Triazole-Based Anion-Binding Catalysis for the Enantioselective Dearomatization of N-Heteroarenes with Phosphorus Nucleophiles.

作者信息

Fischer Theresa, Duong Qui-Nhi, García Mancheño Olga

机构信息

Institute for Organic Chemistry, University of Regensburg, Universitätsstr. 31, 93053, Regensburg, Germany.

Straubing Center of Science for Renewable Resources, 94315, Straubing, Germany.

出版信息

Chemistry. 2017 May 2;23(25):5983-5987. doi: 10.1002/chem.201605660. Epub 2017 Feb 16.
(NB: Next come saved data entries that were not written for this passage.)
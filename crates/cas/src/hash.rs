//! ContentHash: the lowercase hex digest that names every stored object.
//!
//! The digest is both the key and the checksum of an object. Two 256-bit
//! algorithms are supported; SHA-256 is the default and the one existing
//! stores are expected to use. Both produce 64 hex chars, so the on-disk
//! layout does not record which one wrote it.

use serde::{Deserialize, Serialize};
use sha2::{Digest, Sha256};
use std::fmt;
use std::fs::{self, File};
use std::io::{self, Read};
use std::path::Path;
use std::str::FromStr;
use thiserror::Error;

/// Length of a hex-encoded digest.
pub const HASH_HEX_LEN: usize = 64;

/// Read size used when streaming files through the hash function (1 MiB).
pub const BLOCK_SIZE: usize = 1024 * 1024;

/// A content hash: 256 bits as 64 lowercase hex chars.
#[derive(Debug, Clone, PartialEq, Eq, PartialOrd, Ord, Hash, Serialize, Deserialize)]
#[serde(try_from = "String", into = "String")]
pub struct ContentHash(String);

/// Errors that can occur when parsing content hashes or algorithm names.
#[derive(Debug, Error, PartialEq, Eq)]
pub enum HashError {
    #[error("invalid hash length: expected 64 hex chars, got {0}")]
    InvalidLength(usize),

    #[error("invalid hex character in hash")]
    InvalidHex,

    #[error("unknown hash algorithm: {0}")]
    UnknownAlgorithm(String),
}

impl ContentHash {
    /// SHA-256 of `data`.
    pub fn from_data(data: &[u8]) -> Self {
        HashAlgorithm::Sha256.hash_bytes(data)
    }

    /// Create from an existing hash string (validates format, normalizes case).
    pub fn from_str_checked(s: &str) -> Result<Self, HashError> {
        if s.len() != HASH_HEX_LEN {
            return Err(HashError::InvalidLength(s.len()));
        }
        if !s.chars().all(|c| c.is_ascii_hexdigit()) {
            return Err(HashError::InvalidHex);
        }
        Ok(Self(s.to_ascii_lowercase()))
    }

    /// The first 2 characters, naming the shard directory.
    pub fn prefix(&self) -> &str {
        &self.0[0..2]
    }

    pub fn as_str(&self) -> &str {
        &self.0
    }

    pub fn into_inner(self) -> String {
        self.0
    }
}

impl fmt::Display for ContentHash {
    fn fmt(&self, f: &mut fmt::Formatter<'_>) -> fmt::Result {
        f.write_str(&self.0)
    }
}

impl FromStr for ContentHash {
    type Err = HashError;

    fn from_str(s: &str) -> Result<Self, Self::Err> {
        Self::from_str_checked(s)
    }
}

impl TryFrom<String> for ContentHash {
    type Error = HashError;

    fn try_from(s: String) -> Result<Self, Self::Error> {
        Self::from_str_checked(&s)
    }
}

impl From<ContentHash> for String {
    fn from(hash: ContentHash) -> Self {
        hash.0
    }
}

impl AsRef<str> for ContentHash {
    fn as_ref(&self) -> &str {
        &self.0
    }
}

/// Digest function used to derive keys.
#[derive(Debug, Clone, Copy, Default, PartialEq, Eq, Hash, Serialize, Deserialize)]
#[serde(rename_all = "lowercase")]
pub enum HashAlgorithm {
    #[default]
    Sha256,
    Blake3,
}

/// Incremental state for either algorithm.
enum Hasher {
    Sha256(Sha256),
    Blake3(Box<blake3::Hasher>),
}

impl Hasher {
    fn update(&mut self, data: &[u8]) {
        match self {
            Hasher::Sha256(h) => h.update(data),
            Hasher::Blake3(h) => {
                h.update(data);
            }
        }
    }

    fn finalize(self) -> ContentHash {
        let hex = match self {
            Hasher::Sha256(h) => hex::encode(h.finalize()),
            Hasher::Blake3(h) => hex::encode(h.finalize().as_bytes()),
        };
        ContentHash(hex)
    }
}

impl HashAlgorithm {
    pub fn name(&self) -> &'static str {
        match self {
            HashAlgorithm::Sha256 => "sha256",
            HashAlgorithm::Blake3 => "blake3",
        }
    }

    fn hasher(&self) -> Hasher {
        match self {
            HashAlgorithm::Sha256 => Hasher::Sha256(Sha256::new()),
            HashAlgorithm::Blake3 => Hasher::Blake3(Box::new(blake3::Hasher::new())),
        }
    }

    /// Hash an in-memory payload.
    pub fn hash_bytes(&self, data: &[u8]) -> ContentHash {
        let mut hasher = self.hasher();
        hasher.update(data);
        hasher.finalize()
    }

    /// Hash everything `reader` yields, reading `BLOCK_SIZE` bytes at a time.
    pub fn hash_reader<R: Read>(&self, mut reader: R) -> io::Result<ContentHash> {
        let mut hasher = self.hasher();
        let mut buffer = vec![0_u8; BLOCK_SIZE];
        loop {
            let read = match reader.read(&mut buffer) {
                Ok(0) => break,
                Ok(n) => n,
                Err(e) if e.kind() == io::ErrorKind::Interrupted => continue,
                Err(e) => return Err(e),
            };
            hasher.update(&buffer[..read]);
        }
        Ok(hasher.finalize())
    }

    /// Hash a file by streaming it.
    ///
    /// Returns `Ok(None)` if `path` does not exist or is not a regular file.
    pub fn hash_file(&self, path: &Path) -> io::Result<Option<ContentHash>> {
        let metadata = match fs::metadata(path) {
            Ok(m) => m,
            Err(e) if e.kind() == io::ErrorKind::NotFound => return Ok(None),
            Err(e) => return Err(e),
        };
        if !metadata.is_file() {
            return Ok(None);
        }

        let file = File::open(path)?;
        self.hash_reader(file).map(Some)
    }
}

impl fmt::Display for HashAlgorithm {
    fn fmt(&self, f: &mut fmt::Formatter<'_>) -> fmt::Result {
        f.write_str(self.name())
    }
}

impl FromStr for HashAlgorithm {
    type Err = HashError;

    fn from_str(s: &str) -> Result<Self, Self::Err> {
        match s.to_ascii_lowercase().as_str() {
            "sha256" | "sha-256" => Ok(HashAlgorithm::Sha256),
            "blake3" => Ok(HashAlgorithm::Blake3),
            _ => Err(HashError::UnknownAlgorithm(s.to_string())),
        }
    }
}
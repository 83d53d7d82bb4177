//! Error types for the content store.

use std::path::PathBuf;

use thiserror::Error;

use crate::hash::HashError;

/// Result type alias for store operations.
pub type Result<T> = std::result::Result<T, CasError>;

/// Errors surfaced by the content store.
///
/// Routine absence (missing key, missing file to hash) is never an error;
/// those paths return `Option` or `bool`.
#[derive(Debug, Error)]
pub enum CasError {
    /// The root does not hold all 256 shard directories and creation was not requested.
    #[error("not a valid content store: {}", path.display())]
    StoreNotValid { path: PathBuf },

    #[error(transparent)]
    Io(#[from] std::io::Error),

    #[error(transparent)]
    Hash(#[from] HashError),
}

impl CasError {
    /// The underlying I/O error, if this is one.
    pub fn io_kind(&self) -> Option<std::io::ErrorKind> {
        match self {
            CasError::Io(e) => Some(e.kind()),
            _ => None,
        }
    }
}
DOI:10.1002/chem.201605660
PMID:28111819
Abstract

The first enantioselective synthesis of chiral heterocyclic α-amino phosphonates by nucleophilic dearomatization of quinolines and pyridines using an anion-binding organocatalysis approach is described. Chiral tetrakistriazoles were employed as efficient hydrogen-bond donor catalysts by forming a chiral close ion-pair with the in situ formed N-acyl salts and 2,2,2-trichlorethoxycarbonyl chloride (TrocCl). The ion-pair was subsequently treated with various phosphorus nucleophiles, such as silyl-protected dialkyl- and trialkylphosphites. Thus, the corresponding products were obtained in complete or high regioselectivities and up to 97:3 e.r. for quinolines or up to 89:11 e.r. for the more challenging pyridine substrates. This method allows for rapid access to substituted chiral cyclic α-amino phosphonates, which can be easily transformed into phosphonic acid derivatives.

摘要

描述了一种通过喹啉和吡啶的亲核去芳构化反应,利用阴离子结合有机催化方法首次对映选择性合成手性杂环α-氨基膦酸酯的方法。手性四唑用作高效的氢键供体催化剂,与原位形成的N-酰基盐和2,2,2-三氯乙氧基羰基氯(TrocCl)形成手性紧密离子对。随后用各种磷亲核试剂处理该离子对,例如硅基保护的二烷基和三烷基亚磷酸酯。因此,对于喹啉,以完全或高区域选择性获得相应产物,对映体比例高达97:3;对于更具挑战性的吡啶底物,对映体比例高达89:11。该方法能够快速获得取代的手性环状α-氨基膦酸酯,其可以很容易地转化为膦酸衍生物。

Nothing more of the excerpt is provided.